** EXERCISE AIM **
Taking the line with "for i in 0..size" as the first and the line with "type-II pass over a single vector." as the last, set down exactly every line in that range from the entries below, and no more.
EXERCISE DATA Block Start
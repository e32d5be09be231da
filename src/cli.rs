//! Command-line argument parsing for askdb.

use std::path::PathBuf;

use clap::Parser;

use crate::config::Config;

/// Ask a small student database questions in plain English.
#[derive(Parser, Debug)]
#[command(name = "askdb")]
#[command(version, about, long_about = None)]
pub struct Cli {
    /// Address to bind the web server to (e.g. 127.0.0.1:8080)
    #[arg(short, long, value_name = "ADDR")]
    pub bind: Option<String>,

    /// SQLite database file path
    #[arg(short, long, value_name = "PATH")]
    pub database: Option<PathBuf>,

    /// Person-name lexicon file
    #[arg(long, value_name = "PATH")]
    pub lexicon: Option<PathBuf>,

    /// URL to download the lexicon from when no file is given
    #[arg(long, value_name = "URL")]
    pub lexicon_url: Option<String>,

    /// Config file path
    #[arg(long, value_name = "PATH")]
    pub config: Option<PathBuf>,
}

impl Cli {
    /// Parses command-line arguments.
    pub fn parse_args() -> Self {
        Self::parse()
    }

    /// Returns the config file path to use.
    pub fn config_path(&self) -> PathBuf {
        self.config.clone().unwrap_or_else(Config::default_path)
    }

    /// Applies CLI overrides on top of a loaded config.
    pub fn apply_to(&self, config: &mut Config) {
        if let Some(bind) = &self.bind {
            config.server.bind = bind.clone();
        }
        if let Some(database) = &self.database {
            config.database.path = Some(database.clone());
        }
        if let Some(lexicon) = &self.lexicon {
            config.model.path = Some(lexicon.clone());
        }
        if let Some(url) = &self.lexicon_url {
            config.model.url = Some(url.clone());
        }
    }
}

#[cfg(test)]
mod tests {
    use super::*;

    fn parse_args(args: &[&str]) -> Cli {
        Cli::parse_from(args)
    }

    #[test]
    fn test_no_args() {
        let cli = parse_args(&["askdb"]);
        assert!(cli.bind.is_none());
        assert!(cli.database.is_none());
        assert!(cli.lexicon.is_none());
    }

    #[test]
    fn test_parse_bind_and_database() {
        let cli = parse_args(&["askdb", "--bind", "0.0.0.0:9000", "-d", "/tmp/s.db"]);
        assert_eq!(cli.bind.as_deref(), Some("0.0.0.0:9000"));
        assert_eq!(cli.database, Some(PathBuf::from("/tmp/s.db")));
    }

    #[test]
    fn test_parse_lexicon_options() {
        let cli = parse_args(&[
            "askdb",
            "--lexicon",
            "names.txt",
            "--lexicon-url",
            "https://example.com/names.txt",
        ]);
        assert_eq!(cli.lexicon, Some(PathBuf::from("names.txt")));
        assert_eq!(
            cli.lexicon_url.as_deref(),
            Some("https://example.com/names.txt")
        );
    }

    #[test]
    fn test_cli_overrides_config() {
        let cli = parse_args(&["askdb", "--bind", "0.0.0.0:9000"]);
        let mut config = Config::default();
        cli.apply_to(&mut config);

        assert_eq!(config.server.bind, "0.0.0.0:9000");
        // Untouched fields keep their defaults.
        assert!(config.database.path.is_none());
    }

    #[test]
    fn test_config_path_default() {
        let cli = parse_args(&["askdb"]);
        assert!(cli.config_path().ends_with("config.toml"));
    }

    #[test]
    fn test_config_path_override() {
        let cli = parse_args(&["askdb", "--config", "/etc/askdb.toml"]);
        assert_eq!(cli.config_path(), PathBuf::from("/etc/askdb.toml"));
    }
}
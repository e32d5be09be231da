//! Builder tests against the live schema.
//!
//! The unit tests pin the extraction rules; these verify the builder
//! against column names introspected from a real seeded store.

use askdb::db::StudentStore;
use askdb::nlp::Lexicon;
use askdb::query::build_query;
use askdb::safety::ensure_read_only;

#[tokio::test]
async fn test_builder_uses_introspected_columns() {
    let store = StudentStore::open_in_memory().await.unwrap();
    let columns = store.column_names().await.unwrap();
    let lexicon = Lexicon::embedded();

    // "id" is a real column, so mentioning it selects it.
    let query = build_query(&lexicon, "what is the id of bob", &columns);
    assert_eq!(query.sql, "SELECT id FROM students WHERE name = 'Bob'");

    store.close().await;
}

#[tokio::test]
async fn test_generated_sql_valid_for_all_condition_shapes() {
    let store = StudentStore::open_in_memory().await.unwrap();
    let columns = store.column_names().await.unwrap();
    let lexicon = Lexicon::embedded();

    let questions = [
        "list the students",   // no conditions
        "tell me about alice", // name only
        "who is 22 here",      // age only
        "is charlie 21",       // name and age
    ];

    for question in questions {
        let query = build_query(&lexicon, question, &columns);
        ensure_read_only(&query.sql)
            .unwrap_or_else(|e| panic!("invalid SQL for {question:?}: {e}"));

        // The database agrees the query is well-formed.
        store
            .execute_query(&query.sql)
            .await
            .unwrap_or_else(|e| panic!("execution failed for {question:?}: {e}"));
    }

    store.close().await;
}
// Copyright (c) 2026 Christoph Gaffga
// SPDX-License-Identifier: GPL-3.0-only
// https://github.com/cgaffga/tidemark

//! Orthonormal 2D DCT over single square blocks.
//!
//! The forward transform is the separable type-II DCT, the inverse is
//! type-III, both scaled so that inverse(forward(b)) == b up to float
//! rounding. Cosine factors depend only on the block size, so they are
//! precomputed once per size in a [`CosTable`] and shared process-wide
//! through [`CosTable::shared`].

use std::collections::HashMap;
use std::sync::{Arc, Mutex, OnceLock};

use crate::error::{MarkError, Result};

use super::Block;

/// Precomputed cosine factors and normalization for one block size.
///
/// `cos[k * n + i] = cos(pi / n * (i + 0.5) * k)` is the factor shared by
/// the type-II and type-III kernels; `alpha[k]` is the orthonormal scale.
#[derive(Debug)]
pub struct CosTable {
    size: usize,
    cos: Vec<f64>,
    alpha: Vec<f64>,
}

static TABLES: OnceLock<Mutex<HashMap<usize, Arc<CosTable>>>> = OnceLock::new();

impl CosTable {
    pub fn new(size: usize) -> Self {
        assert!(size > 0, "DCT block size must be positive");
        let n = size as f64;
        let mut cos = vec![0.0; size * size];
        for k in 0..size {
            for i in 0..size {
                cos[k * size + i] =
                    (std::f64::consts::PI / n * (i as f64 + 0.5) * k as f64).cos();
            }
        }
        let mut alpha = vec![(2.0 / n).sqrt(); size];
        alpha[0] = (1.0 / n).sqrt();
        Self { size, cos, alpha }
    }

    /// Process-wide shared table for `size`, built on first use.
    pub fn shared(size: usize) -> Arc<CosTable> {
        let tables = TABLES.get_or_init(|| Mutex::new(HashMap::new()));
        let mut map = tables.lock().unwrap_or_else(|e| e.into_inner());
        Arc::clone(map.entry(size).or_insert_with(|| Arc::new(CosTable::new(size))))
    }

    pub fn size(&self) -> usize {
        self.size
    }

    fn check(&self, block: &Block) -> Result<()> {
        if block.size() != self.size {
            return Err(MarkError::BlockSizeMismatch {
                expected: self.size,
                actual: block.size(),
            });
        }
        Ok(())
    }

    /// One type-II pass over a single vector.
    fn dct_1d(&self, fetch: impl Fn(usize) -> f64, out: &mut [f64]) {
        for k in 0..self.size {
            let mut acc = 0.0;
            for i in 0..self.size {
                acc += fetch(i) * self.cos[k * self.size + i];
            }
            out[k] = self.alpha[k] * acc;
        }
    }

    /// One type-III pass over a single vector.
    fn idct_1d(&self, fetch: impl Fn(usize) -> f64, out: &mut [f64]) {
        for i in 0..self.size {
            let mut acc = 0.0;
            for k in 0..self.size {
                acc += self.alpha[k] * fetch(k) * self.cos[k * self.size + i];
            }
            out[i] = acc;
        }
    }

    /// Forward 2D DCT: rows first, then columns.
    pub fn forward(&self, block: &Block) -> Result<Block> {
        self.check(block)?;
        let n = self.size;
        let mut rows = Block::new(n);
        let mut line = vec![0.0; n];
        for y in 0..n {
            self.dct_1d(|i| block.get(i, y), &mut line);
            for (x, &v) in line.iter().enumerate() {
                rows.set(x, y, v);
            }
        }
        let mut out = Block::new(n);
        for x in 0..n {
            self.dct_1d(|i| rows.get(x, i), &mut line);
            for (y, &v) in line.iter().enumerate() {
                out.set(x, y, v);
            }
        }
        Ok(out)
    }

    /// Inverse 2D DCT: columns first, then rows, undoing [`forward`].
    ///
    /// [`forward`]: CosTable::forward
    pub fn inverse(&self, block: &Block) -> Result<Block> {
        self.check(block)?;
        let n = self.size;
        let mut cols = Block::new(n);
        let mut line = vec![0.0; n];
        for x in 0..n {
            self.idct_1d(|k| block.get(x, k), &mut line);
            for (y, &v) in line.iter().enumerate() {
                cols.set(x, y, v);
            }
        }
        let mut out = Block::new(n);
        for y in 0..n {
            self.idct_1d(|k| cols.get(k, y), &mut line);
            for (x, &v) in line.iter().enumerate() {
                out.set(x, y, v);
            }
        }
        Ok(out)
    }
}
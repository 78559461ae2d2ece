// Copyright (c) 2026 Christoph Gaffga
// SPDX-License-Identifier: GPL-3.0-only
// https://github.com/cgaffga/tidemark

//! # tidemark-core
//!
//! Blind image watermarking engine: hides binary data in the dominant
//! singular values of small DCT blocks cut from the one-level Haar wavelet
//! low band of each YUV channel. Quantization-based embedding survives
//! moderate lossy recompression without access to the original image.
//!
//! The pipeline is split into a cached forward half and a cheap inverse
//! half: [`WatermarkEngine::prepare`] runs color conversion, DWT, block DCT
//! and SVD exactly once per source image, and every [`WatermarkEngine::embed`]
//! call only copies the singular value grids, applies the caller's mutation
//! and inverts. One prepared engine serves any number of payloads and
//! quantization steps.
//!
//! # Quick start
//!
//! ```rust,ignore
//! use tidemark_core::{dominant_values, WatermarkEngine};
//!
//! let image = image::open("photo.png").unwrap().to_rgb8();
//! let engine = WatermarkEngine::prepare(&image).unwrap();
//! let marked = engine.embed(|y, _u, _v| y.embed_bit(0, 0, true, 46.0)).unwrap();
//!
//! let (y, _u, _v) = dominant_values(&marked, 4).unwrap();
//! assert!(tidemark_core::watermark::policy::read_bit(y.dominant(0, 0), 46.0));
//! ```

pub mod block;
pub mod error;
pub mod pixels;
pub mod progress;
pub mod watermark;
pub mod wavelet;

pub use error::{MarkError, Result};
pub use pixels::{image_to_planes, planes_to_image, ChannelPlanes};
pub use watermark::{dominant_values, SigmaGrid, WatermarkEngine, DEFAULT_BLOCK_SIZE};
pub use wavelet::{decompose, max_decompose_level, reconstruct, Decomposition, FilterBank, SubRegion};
EXERCISE DATA Block End
** ANSWER TO THIS PROBLEM **
            for i in 0..size {
                cos[k * size + i] =
                    (std::f64::consts::PI / n * (i as f64 + 0.5) * k as f64).cos();
            }
        }
        let mut alpha = vec![(2.0 / n).sqrt(); size];
        alpha[0] = (1.0 / n).sqrt();
        Self { size, cos, alpha }
    }

    /// Process-wide shared table for `size`, built on first use.
    pub fn shared(size: usize) -> Arc<CosTable> {
        let tables = TABLES.get_or_init(|| Mutex::new(HashMap::new()));
        let mut map = tables.lock().unwrap_or_else(|e| e.into_inner());
        Arc::clone(map.entry(size).or_insert_with(|| Arc::new(CosTable::new(size))))
    }

    pub fn size(&self) -> usize {
        self.size
    }

    fn check(&self, block: &Block) -> Result<()> {
        if block.size() != self.size {
            return Err(MarkError::BlockSizeMismatch {
                expected: self.size,
                actual: block.size(),
            });
        }
        Ok(())
    }

    /// One type-II pass over a single vector.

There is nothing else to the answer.